The Kiwix project is an open-source initiative that makes online content available for offline use. Kiwix allows users to download entire websites, such as Project Gutenberg, in a compressed file format known as ZIM. Kiwix also maintains OpenZIM, a set of open-source tools to used manipulate ZIM archives.
Install prerequisites
On a freshly-installed Ubuntu 22.04 server, install the prerequisite packages.

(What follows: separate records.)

//! End-to-end tests for the conversion pipeline
//!
//! Fixtures are generated on the fly, converted through the public API and
//! checked through the written header and preview files.

use image::codecs::gif::{GifEncoder, Repeat};
use image::{Delay, DynamicImage, ImageFormat, Rgb, RgbImage, Rgba, RgbaImage};
use pixelart_gen::config::ProcessingConfig;
use pixelart_gen::decode::{decode, LoopCount};
use pixelart_gen::pipeline::{convert_file, discover_inputs, run_batch, Outcome};
use pixelart_gen::resample::{resize, ResampleStrategy, ResizePlan};
use std::fs;
use std::io::Cursor;
use std::path::{Path, PathBuf};
use tempfile::TempDir;

fn write_png(path: &Path, image: RgbImage) {
    let mut bytes = Vec::new();
    DynamicImage::ImageRgb8(image)
        .write_to(&mut Cursor::new(&mut bytes), ImageFormat::Png)
        .expect("should encode png");
    fs::write(path, bytes).expect("should write png");
}

fn write_gif(path: &Path, frame_count: usize, size: u32, delay_ms: u32, repeat: Repeat) {
    let mut bytes = Vec::new();
    {
        let mut encoder = GifEncoder::new(&mut bytes);
        encoder.set_repeat(repeat).expect("should set repeat");
        for i in 0..frame_count {
            let buffer = RgbaImage::from_fn(size, size, |x, _| {
                if x as usize == i % size as usize {
                    Rgba([255, 255, 255, 255])
                } else {
                    Rgba([0, 0, 0, 255])
                }
            });
            let delay = Delay::from_numer_denom_ms(delay_ms, 1);
            encoder
                .encode_frame(image::Frame::from_parts(buffer, 0, 0, delay))
                .expect("should encode frame");
        }
    }
    fs::write(path, bytes).expect("should write gif");
}

fn checkerboard(size: u32) -> RgbImage {
    RgbImage::from_fn(size, size, |x, y| {
        if (x / 4 + y / 4) % 2 == 0 {
            Rgb([230, 40, 40])
        } else {
            Rgb([20, 20, 200])
        }
    })
}

fn neutral() -> ProcessingConfig {
    ProcessingConfig { contrast: 1.0, ..Default::default() }
}

/// Extract every `{0xRR, 0xGG, 0xBB}` triplet from header text
fn triplets(header: &str) -> Vec<[u8; 3]> {
    header
        .split("{0x")
        .skip(1)
        .map(|rest| {
            let body = &rest[..rest.find('}').expect("triplet should close")];
            let parts: Vec<u8> = body
                .split(", 0x")
                .map(|h| u8::from_str_radix(h.trim_start_matches("0x"), 16).expect("hex byte"))
                .collect();
            [parts[0], parts[1], parts[2]]
        })
        .collect()
}

#[test]
fn test_static_128_to_32_uses_two_pass_box() {
    let temp = TempDir::new().expect("should create temp dir");
    let input = temp.path().join("board.png");
    write_png(&input, checkerboard(128));

    let conversion = convert_file(&input, &temp.path().join("out"), &neutral())
        .expect("conversion should succeed");

    assert_eq!(conversion.plan, ResizePlan::TwoPass { intermediate: (64, 64) });
    let header = fs::read_to_string(&conversion.header).expect("header should exist");
    let pixels = triplets(&header);
    assert_eq!(pixels.len(), 1024);

    // Header pixels equal the library resize of the same source
    let expected = resize(&checkerboard(128), 32, 32, ResampleStrategy::Box);
    let expected: Vec<[u8; 3]> = expected.pixels().map(|p| p.0).collect();
    assert_eq!(pixels, expected);
}

#[test]
fn test_triplet_count_for_various_sizes() {
    let temp = TempDir::new().expect("should create temp dir");
    let input = temp.path().join("board.png");
    write_png(&input, checkerboard(40));

    for (w, h) in [(1, 1), (8, 3), (40, 40), (64, 20)] {
        let config = ProcessingConfig { width: w, height: h, ..neutral() };
        let out = temp.path().join(format!("out_{}x{}", w, h));
        let conversion = convert_file(&input, &out, &config).expect("conversion should succeed");
        let header = fs::read_to_string(conversion.header).expect("header should exist");
        assert_eq!(triplets(&header).len(), (w * h) as usize, "{}x{}", w, h);
    }
}

#[test]
fn test_header_is_byte_identical_across_runs() {
    let temp = TempDir::new().expect("should create temp dir");
    let input = temp.path().join("anim.gif");
    write_gif(&input, 6, 12, 90, Repeat::Infinite);
    let config = ProcessingConfig { width: 5, height: 5, frame_reduction: 0.3, ..Default::default() };

    let a = convert_file(&input, &temp.path().join("a"), &config).expect("first run");
    let b = convert_file(&input, &temp.path().join("b"), &config).expect("second run");

    assert_eq!(fs::read(a.header).unwrap(), fs::read(b.header).unwrap());
}

#[test]
fn test_ten_frame_animation_half_reduction() {
    let temp = TempDir::new().expect("should create temp dir");
    let input = temp.path().join("walk.gif");
    write_gif(&input, 10, 10, 60, Repeat::Finite(4));
    let config = ProcessingConfig { width: 5, height: 5, frame_reduction: 0.5, ..neutral() };

    let conversion =
        convert_file(&input, temp.path(), &config).expect("conversion should succeed");

    assert_eq!(conversion.frames, 5);
    assert_eq!(conversion.original_frames, 10);
    assert_eq!(conversion.frame_indices, vec![0, 2, 4, 6, 9]);

    let header = fs::read_to_string(&conversion.header).unwrap();
    assert!(header.contains("#define WALK_FRAME_COUNT 5"));
    assert!(header.contains("walk_frame_4_data"));
    assert!(!header.contains("walk_frame_5_data"));
    assert_eq!(triplets(&header).len(), 5 * 25);

    // Preview keeps timing and loop count
    let preview = decode(&fs::read(&conversion.preview).unwrap()).unwrap();
    assert_eq!(preview.frame_count(), 5);
    assert!(preview.frames.iter().all(|f| f.delay_ms == 60));
    assert_eq!(preview.loop_count, LoopCount::Finite(4));
}

#[test]
fn test_transparent_png_flattens_to_white() {
    let temp = TempDir::new().expect("should create temp dir");
    let input = temp.path().join("ghost.png");
    let rgba = RgbaImage::from_pixel(4, 4, Rgba([0, 0, 0, 0]));
    let mut bytes = Vec::new();
    DynamicImage::ImageRgba8(rgba)
        .write_to(&mut Cursor::new(&mut bytes), ImageFormat::Png)
        .unwrap();
    fs::write(&input, bytes).unwrap();

    let config = ProcessingConfig { width: 2, height: 2, ..neutral() };
    let conversion = convert_file(&input, temp.path(), &config).unwrap();
    let header = fs::read_to_string(conversion.header).unwrap();
    assert!(triplets(&header).iter().all(|p| *p == [255, 255, 255]));
}

#[test]
fn test_transparent_gif_flattens_to_white() {
    let temp = TempDir::new().expect("should create temp dir");
    let input = temp.path().join("sprite.gif");
    let mut bytes = Vec::new();
    {
        let mut encoder = GifEncoder::new(&mut bytes);
        for shade in [0u8, 90] {
            // Left column opaque, the rest transparent
            let buffer = RgbaImage::from_fn(4, 4, |x, _| {
                if x == 0 {
                    Rgba([shade, shade, shade, 255])
                } else {
                    Rgba([0, 0, 0, 0])
                }
            });
            let delay = Delay::from_numer_denom_ms(100, 1);
            encoder
                .encode_frame(image::Frame::from_parts(buffer, 0, 0, delay))
                .expect("should encode frame");
        }
    }
    fs::write(&input, bytes).unwrap();

    let config = ProcessingConfig { width: 4, height: 4, ..neutral() };
    let conversion = convert_file(&input, temp.path(), &config).unwrap();
    let header = fs::read_to_string(conversion.header).unwrap();

    assert!(conversion.animated);
    let pixels = triplets(&header);
    assert_eq!(pixels.len(), 2 * 16);
    for (i, pixel) in pixels.iter().enumerate() {
        if i % 4 != 0 {
            assert_eq!(*pixel, [0xFF, 0xFF, 0xFF], "pixel {}", i);
        }
    }
    assert!(header.contains("{0xFF, 0xFF, 0xFF}"));
}

#[test]
fn test_invert_with_zero_contrast_is_gray() {
    let temp = TempDir::new().expect("should create temp dir");
    let input = temp.path().join("board.png");
    write_png(&input, checkerboard(16));

    let config = ProcessingConfig { width: 4, height: 4, invert: true, contrast: 0.0, ..Default::default() };
    let conversion = convert_file(&input, temp.path(), &config).unwrap();
    let header = fs::read_to_string(conversion.header).unwrap();
    let pixels = triplets(&header);
    assert!(pixels.iter().all(|p| p[0] == p[1] && p[1] == p[2]));
    assert!(pixels.windows(2).all(|w| w[0] == w[1]));
}

#[test]
fn test_batch_over_directory() {
    let temp = TempDir::new().expect("should create temp dir");
    let images = temp.path().join("images");
    fs::create_dir(&images).unwrap();
    write_png(&images.join("b_icon.PNG"), checkerboard(8));
    write_gif(&images.join("a_anim.gif"), 3, 8, 100, Repeat::Infinite);
    fs::write(images.join("c_broken.png"), b"nope").unwrap();
    fs::write(images.join("readme.txt"), b"ignored").unwrap();

    let inputs = discover_inputs(&images).expect("should discover inputs");
    let names: Vec<PathBuf> = inputs.iter().map(|p| PathBuf::from(p.file_name().unwrap())).collect();
    assert_eq!(
        names,
        vec![PathBuf::from("a_anim.gif"), PathBuf::from("b_icon.PNG"), PathBuf::from("c_broken.png")]
    );

    let out = temp.path().join("output");
    let report = run_batch(&inputs, &out, &ProcessingConfig::default());

    assert_eq!(report.total(), 3);
    assert_eq!(report.succeeded(), 2);
    assert!(matches!(report.files[2].outcome, Outcome::DecodeFailure { .. }));
    assert!(out.join("a_anim.h").exists());
    assert!(out.join("a_anim_resampled.gif").exists());
    assert!(out.join("b_icon.h").exists());
    assert!(out.join("b_icon_resampled.png").exists());
    assert!(!out.join("c_broken.h").exists());

    // No temporary files left over
    let leftovers: Vec<_> = fs::read_dir(&out)
        .unwrap()
        .filter_map(Result::ok)
        .filter(|e| e.file_name().to_string_lossy().ends_with(".tmp"))
        .collect();
    assert!(leftovers.is_empty());
}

$ sudo apt-get install liblzma-dev \
libicu-dev \
libzstd-dev \
libxapian-dev \
meson \
libdocopt-dev \
libkainjow-mustache-dev \
libmagic-dev \
zlib1g-dev \
libgumbo-dev \
libicu-dev \
cmake
Install libzim
Create a project directory and clone the libzim repo.
$ mkdir ~/OpenZIM
$ cd ~/OpenZIM
$ git clone https://github.com/openzim/libzim.git
$ cd libzim
Compile and install libzim
.
$ meson . build
$ ninja -C build
$ sudo ninja -C build install
Install zim-tools
Clone the zim-tools repo.
$ cd /home/username/pg-files/OpenZIM
$ git clone https://github.com/openzim/zim-tools.git
$ cd zim-tools
Compile and install zim-tools
.
$ meson . build
$ ninja -C build
$ sudo ninja -C build install
Test zimdump
.
$ zimdump --version
zim-tools 3.2.0
libzim 8.2.0
+ libzstd 1.4.8
+ liblzma 5.2.5
+ libxapian 1.4.18
+ libicu 70.1.0
Dump a ZIM archive
As a test, download the Project Gutenberg ZIM file from Kiwix and verify the sha-256 sum matches.

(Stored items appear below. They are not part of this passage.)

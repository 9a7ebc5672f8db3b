//! Output paths and staged file writes
//!
//! Every artifact is first written to a temporary file next to its final
//! location and only renamed into place by [`StagedFile::commit`]. Dropping
//! an uncommitted stage deletes the temporary file, so a failed conversion
//! never leaves a half-written header or preview behind.

use image::codecs::png::PngEncoder;
use image::{ColorType, ImageEncoder, RgbImage};
use std::fs;
use std::io::{self, BufWriter, Write};
use std::path::{Path, PathBuf};
use tempfile::NamedTempFile;
use thiserror::Error;

/// Error type for output operations
#[derive(Debug, Error)]
pub enum OutputError {
    /// IO error during file operations
    #[error("IO error: {0}")]
    Io(#[from] io::Error),
    /// Image encoding error
    #[error("Image error: {0}")]
    Image(#[from] image::ImageError),
    /// Renaming the staged file into place failed
    #[error("cannot move staged file into place: {0}")]
    Persist(#[from] tempfile::PersistError),
}

/// A fully written temporary file waiting to be moved to `target`.
#[derive(Debug)]
pub struct StagedFile {
    temp: NamedTempFile,
    target: PathBuf,
}

impl StagedFile {
    /// Create an empty staged file in `target`'s directory.
    pub fn create(target: &Path) -> Result<Self, OutputError> {
        let dir = match target.parent() {
            Some(parent) if !parent.as_os_str().is_empty() => parent,
            _ => Path::new("."),
        };
        ensure_dir(dir)?;
        let temp = tempfile::Builder::new().prefix(".pxgen-").suffix(".tmp").tempfile_in(dir)?;
        Ok(Self { temp, target: target.to_path_buf() })
    }

    /// Final destination of this file.
    pub fn target(&self) -> &Path {
        &self.target
    }

    /// Writer into the temporary file.
    pub fn writer(&mut self) -> BufWriter<&mut fs::File> {
        BufWriter::new(self.temp.as_file_mut())
    }

    /// Atomically move the temporary file to its target path.
    pub fn commit(self) -> Result<PathBuf, OutputError> {
        self.temp.persist(&self.target)?;
        Ok(self.target)
    }
}

/// Create `dir` (and parents) if it does not exist yet.
pub fn ensure_dir(dir: &Path) -> Result<(), OutputError> {
    if !dir.as_os_str().is_empty() && !dir.exists() {
        fs::create_dir_all(dir)?;
    }
    Ok(())
}

/// Stage `contents` for `path`.
pub fn stage_bytes(contents: &[u8], path: &Path) -> Result<StagedFile, OutputError> {
    let mut staged = StagedFile::create(path)?;
    {
        let mut writer = staged.writer();
        writer.write_all(contents)?;
        writer.flush()?;
    }
    Ok(staged)
}

/// Stage an RGB image as PNG for `path`.
pub fn stage_png(image: &RgbImage, path: &Path) -> Result<StagedFile, OutputError> {
    let mut staged = StagedFile::create(path)?;
    {
        let mut writer = staged.writer();
        PngEncoder::new(&mut writer).write_image(
            image.as_raw(),
            image.width(),
            image.height(),
            ColorType::Rgb8,
        )?;
        writer.flush()?;
    }
    Ok(staged)
}

/// Write `contents` to `path` in one step.
pub fn write_atomic(contents: &[u8], path: &Path) -> Result<PathBuf, OutputError> {
    stage_bytes(contents, path)?.commit()
}

/// Header path for an input: `{out_dir}/{base_name}.h`.
pub fn header_path(out_dir: &Path, base_name: &str) -> PathBuf {
    out_dir.join(format!("{}.h", base_name))
}

/// Preview path for an input.
///
/// | Source | Output |
/// |--------|--------|
/// | Animated | `{out_dir}/{base_name}_resampled.gif` |
/// | Static (PNG, or single-frame GIF) | `{out_dir}/{base_name}_resampled.png` |
pub fn preview_path(out_dir: &Path, base_name: &str, animated: bool) -> PathBuf {
    let ext = if animated { "gif" } else { "png" };
    out_dir.join(format!("{}_resampled.{}", base_name, ext))
}

#[cfg(test)]
mod tests {
    use super::*;
    use image::Rgb;
    use tempfile::tempdir;

    #[test]
    fn test_header_path() {
        assert_eq!(header_path(Path::new("out"), "heart"), PathBuf::from("out/heart.h"));
    }

    #[test]
    fn test_preview_path_animated_and_static() {
        assert_eq!(
            preview_path(Path::new("out"), "cat", true),
            PathBuf::from("out/cat_resampled.gif")
        );
        assert_eq!(
            preview_path(Path::new("out"), "cat", false),
            PathBuf::from("out/cat_resampled.png")
        );
    }

    #[test]
    fn test_staged_file_invisible_until_commit() {
        let dir = tempdir().unwrap();
        let path = dir.path().join("data.h");

        let staged = stage_bytes(b"hello", &path).unwrap();
        assert!(!path.exists());

        let written = staged.commit().unwrap();
        assert_eq!(written, path);
        assert_eq!(fs::read_to_string(&path).unwrap(), "hello");
    }

    #[test]
    fn test_dropped_stage_leaves_nothing() {
        let dir = tempdir().unwrap();
        let path = dir.path().join("never.h");

        let staged = stage_bytes(b"partial", &path).unwrap();
        drop(staged);

        assert!(!path.exists());
        assert_eq!(fs::read_dir(dir.path()).unwrap().count(), 0);
    }

    #[test]
    fn test_write_atomic_replaces_existing() {
        let dir = tempdir().unwrap();
        let path = dir.path().join("out.h");
        fs::write(&path, "old").unwrap();

        write_atomic(b"new", &path).unwrap();
        assert_eq!(fs::read_to_string(&path).unwrap(), "new");
    }

    #[test]
    fn test_stage_png_roundtrip() {
        let dir = tempdir().unwrap();
        let path = dir.path().join("nested/dirs/preview.png");

        let mut image = RgbImage::new(2, 2);
        image.put_pixel(0, 0, Rgb([255, 0, 0]));
        image.put_pixel(1, 1, Rgb([0, 0, 255]));

        stage_png(&image, &path).unwrap().commit().unwrap();

        let loaded = image::open(&path).unwrap().to_rgb8();
        assert_eq!(loaded, image);
    }

    #[test]
    fn test_stage_into_file_path_fails() {
        let dir = tempdir().unwrap();
        let blocker = dir.path().join("blocker");
        fs::write(&blocker, "not a directory").unwrap();

        let result = stage_bytes(b"x", &blocker.join("out.h"));
        assert!(result.is_err());
    }
}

This example is from May 2023. See the Kiwix website for the latest version.
$ curl -O --progress-bar https://download.kiwix.org/zim/gutenberg/gutenberg_en_all_2023-05.zim
$ sha256sum gutenberg_en_all_2023-05.zim
c57133c971c7cf82df907e8fe037e84d7ee2d54ec6bd72af97b6ba509e33d9cf gutenberg_en_all_2023-05.zim
Dump the ZIM to a dump
directory.
$ mkdir dump
$ zimdump dump --dir=dump gutenberg_en_all_2023-05.zim
Wait about 20 minutes for it to complete, then check the directory. There are 1,423,653 total files in this example.
$ ls -l dump | wc -l
1423653